Review of Using Intoxication as a Defense Under Criminal Law
Voluntary and involuntary intoxication are both potential legal defenses in California criminal cases. If you are successful, these defenses could result in getting the charges reduced or even dismissed.
There are times when intoxication can be used as a legitimate defense when you are accused of certain crimes. While many crimes are committed under the influence, and while that does not necessarily excuse someone from guilt, alcohol, and drugs can still affect someone's intent.
For that reason, for criminal charges where the prosecution must prove specific intent to commit the crime, intoxication may be a valid defense.
There are two types of intoxication defenses in California: voluntary and involuntary. Voluntary intoxication is when the accused willingly took drugs or alcohol, knowing it would impair their judgment. In other words, voluntary intoxication is when someone willingly uses any intoxicating drug, drink, or other substances when they know it could produce an intoxicating effect.
It's only a valid legal defense in cases involving specific intent crimes or those crimes where someone acts with an intent to commit a crime, such as Penal Code 187 PC murder.
Involuntary intoxication is when the person was tricked or coerced into taking the substances or otherwise took them unknowingly. In other words, it's when somebody unknowingly consumes an intoxicating substance or does it due to someone else's force or trickery.
It's a complete defense in criminal cases, which means a defendant can use it to challenge any charge. Both defenses may apply in different situations with different outcomes. Our Los Angeles criminal defense attorneys will cover this topic in more detail below.
Voluntary Intoxication Defense – Penal Code 29.4 PC
Penal Code 29.4 PC is the California statute that lays out the legal defense of voluntary intoxication. Using voluntary intoxication as a defense is a bit more complicated because when you voluntarily ingest an intoxicating substance, you're assuming the risk of impaired judgment.
According to California Criminal Jury Instructions 3426, juries can only take voluntary intoxication into account in cases where prosecutors must prove a “specific intent” to commit a crime, and the intoxication casts a “reasonable doubt” on whether you had specific intent.
In other words, simply being drunk or high is not enough to get you off the hook, but it can make it more difficult for prosecutors to prove your intent. For that reason, the voluntary intoxication defense is considered only a “partial defense,'” one that might result in acquittal or, in some instances, possibly reduced charges or penalties if the jury takes your intoxication into account.
To use voluntary intoxication as a defense, you must first admit that you were intoxicated at the time of the crime. You then have to show that the intoxication caused you to act differently than you would have if you were sober. This can be done by presenting evidence that your mental state was impaired, that you couldn't think straight, or that you were not in control of your own body.

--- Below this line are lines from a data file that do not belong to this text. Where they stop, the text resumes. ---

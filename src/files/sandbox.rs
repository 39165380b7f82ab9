//! Lexical path confinement.

use std::path::{Component, Path, PathBuf};

use super::{FileError, Result};

/// A fixed root directory that user-supplied paths are resolved against.
#[derive(Debug, Clone)]
pub struct PathSandbox {
    base: PathBuf,
}

impl PathSandbox {
    pub fn new(base: impl AsRef<Path>) -> Self {
        Self {
            base: normalize(base.as_ref()),
        }
    }

    pub fn base(&self) -> &Path {
        &self.base
    }

    /// Resolve `requested` under the sandbox root, or fail with `AccessDenied`.
    pub fn resolve(&self, requested: impl AsRef<Path>) -> Result<PathBuf> {
        resolve(&self.base, requested)
    }

    /// Path of `absolute` relative to the root, `/`-separated, no leading slash.
    pub fn relative(&self, absolute: &Path) -> String {
        let rel = absolute.strip_prefix(&self.base).unwrap_or(absolute);
        rel.components()
            .filter_map(|c| match c {
                Component::Normal(part) => Some(part.to_string_lossy().into_owned()),
                _ => None,
            })
            .collect::<Vec<_>>()
            .join("/")
    }
}

/// Join `requested` onto `base`, collapse `.` and `..`, and require the result
/// to stay under `base`.
///
/// A leading `/` in `requested` is treated as relative to `base`. The check is
/// purely lexical; nothing on disk is consulted.
pub fn resolve(base: &Path, requested: impl AsRef<Path>) -> Result<PathBuf> {
    let requested = requested.as_ref();
    let base = normalize(base);

    let mut joined = base.clone();
    for component in requested.components() {
        match component {
            Component::Prefix(_) | Component::RootDir => {}
            other => joined.push(other.as_os_str()),
        }
    }

    let resolved = normalize(&joined);
    if resolved.starts_with(&base) {
        Ok(resolved)
    } else {
        Err(FileError::AccessDenied {
            path: requested.display().to_string(),
        })
    }
}

/// Collapse `.` and `..` without touching the filesystem.
fn normalize(path: &Path) -> PathBuf {
    let mut out = PathBuf::new();
    for component in path.components() {
        match component {
            Component::CurDir => {}
            Component::ParentDir => match out.components().next_back() {
                Some(Component::Normal(_)) => {
                    out.pop();
                }
                // `..` at the root stays at the root
                Some(Component::RootDir) | Some(Component::Prefix(_)) => {}
                _ => out.push(".."),
            },
            other => out.push(other.as_os_str()),
        }
    }
    out
}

For purposes of this law, “voluntary intoxication” means someone voluntarily consumed something that had an intoxicating effect on them. Simply put, this type of intoxication includes the voluntary consuming, injecting, or taking another way any of the following:
- Drugs or controlled substances,
- Any other type of intoxicating substance.
What is a Specific Intent Crime?
Using a voluntary intoxication defense doesn't excuse all criminal liability in every type of crime. As noted, it's only an option in cases involving specific intent crimes, which is where the defendant:
- Had a specific intent to break the law, and
- Had the intent to commit a criminal act
In other words, a defendant acts with a “criminal intent” if they had a specific mental state or state of mind to act with a particular purpose.
For instance, such as acting with the intent to commit fraud against somebody, such as Penal Code 503 PC embezzlement. Another example includes a theft crime where somebody intended to take property from the owner, such as Penal Code 459 PC burglary.
- Mistake of Fact
- Accident Defense,
- Attorney-Client Privilege,
- Hearsay Rule,
- Corpus Delicti Rule,
- Misdemeanor Penalties,
- Mistaken Eyewitness,
- Alibi Defense,
- Faretta Motion,
- House Arrest,
- Double Jeopardy,
- Motion to Continue,
- Motion to Sever,
- Waiver of Presence,
- Work Release,
- Trombetta Motion,
- Serna Motion,
- Franks Motion,
- Veterans Court,
- Spousal Privilege.
Involuntary Intoxication Defense
According to the California Criminal Jury Instructions 3427, a person is considered involuntarily intoxicated if they “unknowingly ingested some intoxicating liquor, drug, or other substance” or were tricked or forced by someone else into doing so.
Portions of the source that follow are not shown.